───── Material shown
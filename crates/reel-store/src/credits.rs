//! Best-effort credit settlement.
//!
//! A finished task debits the sum of its scene costs from the owner; a
//! failed task refunds the same sum. Neither operation may change the
//! task's terminal state: failures are logged and swallowed by callers.

use tracing::{info, warn};

use reel_models::{task_cost, Task};

use crate::client::StoreClient;
use crate::error::StoreResult;

/// Debit the owner for a finished task. Returns the amount debited.
pub async fn debit_for_task(client: &StoreClient, task: &Task) -> StoreResult<u32> {
    let cost = task_cost(&task.request);
    if cost == 0 {
        warn!(task_id = %task.id, "No credits calculated for deduction");
        return Ok(0);
    }

    let balance = client
        .update_credits(
            &task.user_api_key,
            -(cost as i64),
            "task_finished",
            Some(&task.id),
        )
        .await?;

    info!(
        task_id = %task.id,
        credits = cost,
        remaining = balance,
        "Debited credits for finished task"
    );
    Ok(cost)
}

/// Refund the owner for a failed task. Returns the amount refunded.
pub async fn refund_for_task(client: &StoreClient, task: &Task) -> StoreResult<u32> {
    let cost = task_cost(&task.request);
    if cost == 0 {
        warn!(task_id = %task.id, "No credits calculated for refund");
        return Ok(0);
    }

    let balance = client
        .update_credits(
            &task.user_api_key,
            cost as i64,
            "task_failed_refund",
            Some(&task.id),
        )
        .await?;

    info!(
        task_id = %task.id,
        credits = cost,
        remaining = balance,
        "Refunded credits for failed task"
    );
    Ok(cost)
}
──────────
[Assignment] Pull every line with "StoreClient" from the records.

[Result for this task]
use crate::client::StoreClient;
pub async fn debit_for_task(client: &StoreClient, task: &Task) -> StoreResult<u32> {
pub async fn refund_for_task(client: &StoreClient, task: &Task) -> StoreResult<u32> {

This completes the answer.